» ASSIGNED TASK: Search the records below for the word "only", then return every line where it appears.

» MATERIAL PROVIDED:
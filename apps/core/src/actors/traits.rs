use crate::actors::messages::AppError;
use crate::models::{CompletionConfig, Turn};
use async_trait::async_trait;

/// Defines the public interface for the external completion actor.
///
/// This trait abstracts the specific implementation of the completion service,
/// allowing for different backends (remote API, test double) to be used
/// interchangeably by the composer.
#[async_trait]
pub trait CompletionActor: Send + Sync + 'static {
    /// Requests one assistant reply body for the given system instruction,
    /// prior turns, and latest user message.
    async fn complete(
        &self,
        system_prompt: String,
        history: Vec<Turn>,
        message: String,
        config: CompletionConfig,
    ) -> Result<String, AppError>;
}
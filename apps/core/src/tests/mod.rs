//! Test Module
//!
//! Cross-module test suite for the CyberShield backend.
//!
//! ## Test Categories
//! - `analysis_tests`: risk scoring and knowledge base lookup
//! - `database_tests`: CRUD operations for conversations and messages
//! - `engine_tests`: end-to-end engine flows against a mock completion service
//! - `preflight_tests`: startup checks and environment configuration

pub mod engine_tests;
pub mod preflight_tests;
use crate::actors::messages::{AppError, CompletionMessage};
use crate::actors::traits::CompletionActor;
use crate::models::{CompletionConfig, Turn};
use async_trait::async_trait;
use reqwest::header::{HeaderMap, AUTHORIZATION};
use reqwest::Client;
use reqwest::StatusCode;
use serde::{Deserialize, Serialize};
use std::time::Duration;
use tokio::sync::{mpsc, oneshot};
use tokio::time::timeout;
use tracing::{info, warn};

/// Default base URL of the completion service (OpenAI-compatible).
pub const DEFAULT_API_BASE: &str = "https://api.openai.com/v1";

// --- Constants ---
const COMPLETION_TIMEOUT: Duration = Duration::from_secs(45);
const HANDLE_TIMEOUT: Duration = Duration::from_secs(120);
/// At most one extra attempt, and only on transport failures - never on an
/// HTTP error status the service actually returned.
const MAX_TRANSPORT_RETRIES: u32 = 1;

/// Connection settings for the remote completion service.
#[derive(Debug, Clone)]
pub struct CompletionServiceConfig {
    /// Bearer credential for the service. Required.
    pub api_key: String,
    /// Base URL, e.g. `https://api.openai.com/v1`.
    pub base_url: String,
}

impl CompletionServiceConfig {
    pub fn new(api_key: impl Into<String>) -> Self {
        Self {
            api_key: api_key.into(),
            base_url: DEFAULT_API_BASE.to_string(),
        }
    }

    pub fn with_base_url(mut self, base_url: impl Into<String>) -> Self {
        self.base_url = base_url.into();
        self
    }
}

// OpenAI-compatible request/response payloads
#[derive(Serialize)]
struct ChatRequest {
    model: String,
    messages: Vec<ChatMessage>,
    temperature: f32,
}

#[derive(Serialize)]
struct ChatMessage {
    role: String,
    content: String,
}

#[derive(Deserialize)]
struct ChatResponse {
    choices: Vec<ChatChoice>,
}

#[derive(Deserialize)]
struct ChatChoice {
    message: ChatMessageResponse,
}

#[derive(Deserialize)]
struct ChatMessageResponse {
    content: Option<String>,
}

/// A handle to the `CompletionActor`.
///
/// This struct provides a public, cloneable interface for sending messages to
/// the running completion actor. It abstracts away the `mpsc::Sender`.
#[derive(Clone)]
pub struct CompletionActorHandle {
    sender: mpsc::Sender<CompletionMessage>,
}

impl CompletionActorHandle {
    /// Creates a new `CompletionActor` and returns a handle to it.
    ///
    /// This will spawn the `CompletionActorRunner` in a new Tokio task.
    pub fn new(config: CompletionServiceConfig) -> Self {
        let (sender, receiver) = mpsc::channel(32);
        let actor = CompletionActorRunner::new(receiver, config);
        tokio::spawn(async move { actor.run().await });
        Self { sender }
    }
}

#[async_trait]
impl CompletionActor for CompletionActorHandle {
    async fn complete(
        &self,
        system_prompt: String,
        history: Vec<Turn>,
        message: String,
        config: CompletionConfig,
    ) -> Result<String, AppError> {
        let (send, recv) = oneshot::channel();
        let msg = CompletionMessage::Complete {
            system_prompt,
            history,
            message,
            config,
            responder: send,
        };

        self.sender
            .send(msg)
            .await
            .map_err(|e| AppError::Actor(crate::actors::messages::ActorError::Internal(e.to_string())))?;
        timeout(HANDLE_TIMEOUT, recv)
            .await?
            .map_err(|e| AppError::Actor(crate::actors::messages::ActorError::Internal(e.to_string())))?
    }
}

// --- Actor Runner (Internal Logic) ---
struct CompletionActorRunner {
    receiver: mpsc::Receiver<CompletionMessage>,
    client: Client,
    base_url: String,
    api_key: String,
}

impl CompletionActorRunner {
    fn new(receiver: mpsc::Receiver<CompletionMessage>, config: CompletionServiceConfig) -> Self {
        Self {
            receiver,
            client: Client::new(),
            base_url: config.base_url.trim_end_matches('/').to_string(),
            api_key: config.api_key,
        }
    }

    async fn run(mut self) {
        info!("CompletionActor started");

        while let Some(msg) = self.receiver.recv().await {
            self.handle_message(msg).await;
        }

        info!("CompletionActor stopped");
    }

    async fn handle_message(&mut self, msg: CompletionMessage) {
        match msg {
            CompletionMessage::Complete {
                system_prompt,
                history,
                message,
                config,
                responder,
            } => {
                let result = self
                    .generate_completion(system_prompt, history, message, config)
                    .await;
                let _ = responder.send(result);
            }
        }
    }

    fn build_request(&self, payload: &ChatRequest) -> reqwest::RequestBuilder {
        let mut headers = HeaderMap::new();
        let auth_value = format!("Bearer {}", self.api_key);
        if let Ok(value) = auth_value.parse() {
            headers.insert(AUTHORIZATION, value);
        }

        self.client
            .post(format!("{}/chat/completions", self.base_url))
            .headers(headers)
            .json(payload)
    }

    /// Flattens system prompt, prior turns, and the latest user message into
    /// the wire message list, oldest turn first.
    fn build_messages(system_prompt: String, history: Vec<Turn>, message: String) -> Vec<ChatMessage> {
        let mut messages = Vec::with_capacity(history.len() + 2);
        messages.push(ChatMessage {
            role: "system".to_string(),
            content: system_prompt,
        });
        for turn in history {
            messages.push(ChatMessage {
                role: turn.role.as_str().to_string(),
                content: turn.content,
            });
        }
        messages.push(ChatMessage {
            role: "user".to_string(),
            content: message,
        });
        messages
    }

    async fn generate_completion(
        &self,
        system_prompt: String,
        history: Vec<Turn>,
        message: String,
        config: CompletionConfig,
    ) -> Result<String, AppError> {
        info!(model = %config.model_id, turns = history.len(), "Requesting completion");

        let payload = ChatRequest {
            model: config.model_id,
            temperature: config.temperature,
            messages: Self::build_messages(system_prompt, history, message),
        };

        let mut attempt = 0;
        let res = loop {
            attempt += 1;
            match timeout(COMPLETION_TIMEOUT, self.build_request(&payload).send()).await {
                Ok(Ok(res)) => break res,
                Ok(Err(e)) if attempt <= MAX_TRANSPORT_RETRIES => {
                    warn!("Completion transport failure (attempt {}): {}", attempt, e);
                }
                Ok(Err(e)) => return Err(AppError::Completion(e.to_string())),
                Err(_) if attempt <= MAX_TRANSPORT_RETRIES => {
                    warn!("Completion request timed out (attempt {})", attempt);
                }
                Err(elapsed) => return Err(AppError::Timeout(elapsed.to_string())),
            }
        };

        let status = res.status();

        if status == StatusCode::TOO_MANY_REQUESTS {
            return Err(AppError::RateLimited);
        }

        if !status.is_success() {
            let body = res.text().await.unwrap_or_default();
            return Err(AppError::Completion(format!(
                "Completion request failed with status {}: {}",
                status, body
            )));
        }

        let json: ChatResponse = res
            .json()
            .await
            .map_err(|e| AppError::Completion(format!("Malformed completion payload: {}", e)))?;

        let content = json
            .choices
            .into_iter()
            .next()
            .and_then(|choice| choice.message.content)
            .unwrap_or_default();

        // An empty body is a failure, not a reply.
        if content.trim().is_empty() {
            return Err(AppError::Completion(
                "Completion service returned an empty reply body".to_string(),
            ));
        }

        Ok(content)
    }
}
//! Context assembly: merge retrieved chunks into per-file blocks.
//!
//! Chunks are grouped by source path in the order a file first appears in
//! the retrieval result, and each file's chunk texts are joined in result
//! order (not sequence order) with an explicit separator. Downstream prompt
//! assembly sees only merged text per file.

use std::collections::HashMap;

use crate::models::{FileContext, ScoredChunk};

/// Literal separator between a file's retrieved chunks.
pub const CHUNK_SEPARATOR: &str = "\n...\n";

/// Group a retrieval result by source file, preserving first-seen file order
/// and per-file result order.
pub fn assemble_context(results: &[ScoredChunk]) -> Vec<FileContext> {
    let mut contexts: Vec<FileContext> = Vec::new();
    let mut by_path: HashMap<&str, usize> = HashMap::new();

    for result in results {
        let path = result.chunk.source_path.as_str();
        match by_path.get(path) {
            Some(&i) => {
                contexts[i].merged_text.push_str(CHUNK_SEPARATOR);
                contexts[i].merged_text.push_str(&result.chunk.text);
            }
            None => {
                by_path.insert(path, contexts.len());
                contexts.push(FileContext {
                    path: path.to_string(),
                    merged_text: result.chunk.text.clone(),
                });
            }
        }
    }

    contexts
}

#[cfg(test)]
mod tests {
    use super::*;
    use crate::models::Chunk;

    fn scored(text: &str, path: &str, seq: usize, distance: f32) -> ScoredChunk {
        ScoredChunk {
            chunk: Chunk {
                text: text.to_string(),
                source_path: path.to_string(),
                sequence_index: seq,
            },
            distance,
        }
    }

    #[test]
    fn test_empty_result() {
        assert!(assemble_context(&[]).is_empty());
    }

    #[test]
    fn test_single_file_joined_in_result_order() {
        let results = vec![
            scored("second chunk", "a.py", 7, 0.1),
            scored("first chunk", "a.py", 2, 0.2),
        ];
        let contexts = assemble_context(&results);
        assert_eq!(contexts.len(), 1);
        assert_eq!(contexts[0].path, "a.py");
        // Result order, not sequence_index order.
        assert_eq!(contexts[0].merged_text, "second chunk\n...\nfirst chunk");
    }

    #[test]
    fn test_interleaved_files_keep_first_seen_order() {
        // Ranked x, y, x, y, x: x.py appears first and collects ranks 1,3,5.
        let results = vec![
            scored("x1", "x.py", 0, 0.10),
            scored("y1", "y.py", 0, 0.12),
            scored("x2", "x.py", 3, 0.15),
            scored("y2", "y.py", 1, 0.20),
            scored("x3", "x.py", 1, 0.25),
        ];
        let contexts = assemble_context(&results);
        assert_eq!(contexts.len(), 2);
        assert_eq!(contexts[0].path, "x.py");
        assert_eq!(contexts[1].path, "y.py");
        assert_eq!(contexts[0].merged_text, "x1\n...\nx2\n...\nx3");
        assert_eq!(contexts[1].merged_text, "y1\n...\ny2");
    }
}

» TASK SOLUTION:
/// At most one extra attempt, and only on transport failures - never on an
//! assembly sees only merged text per file.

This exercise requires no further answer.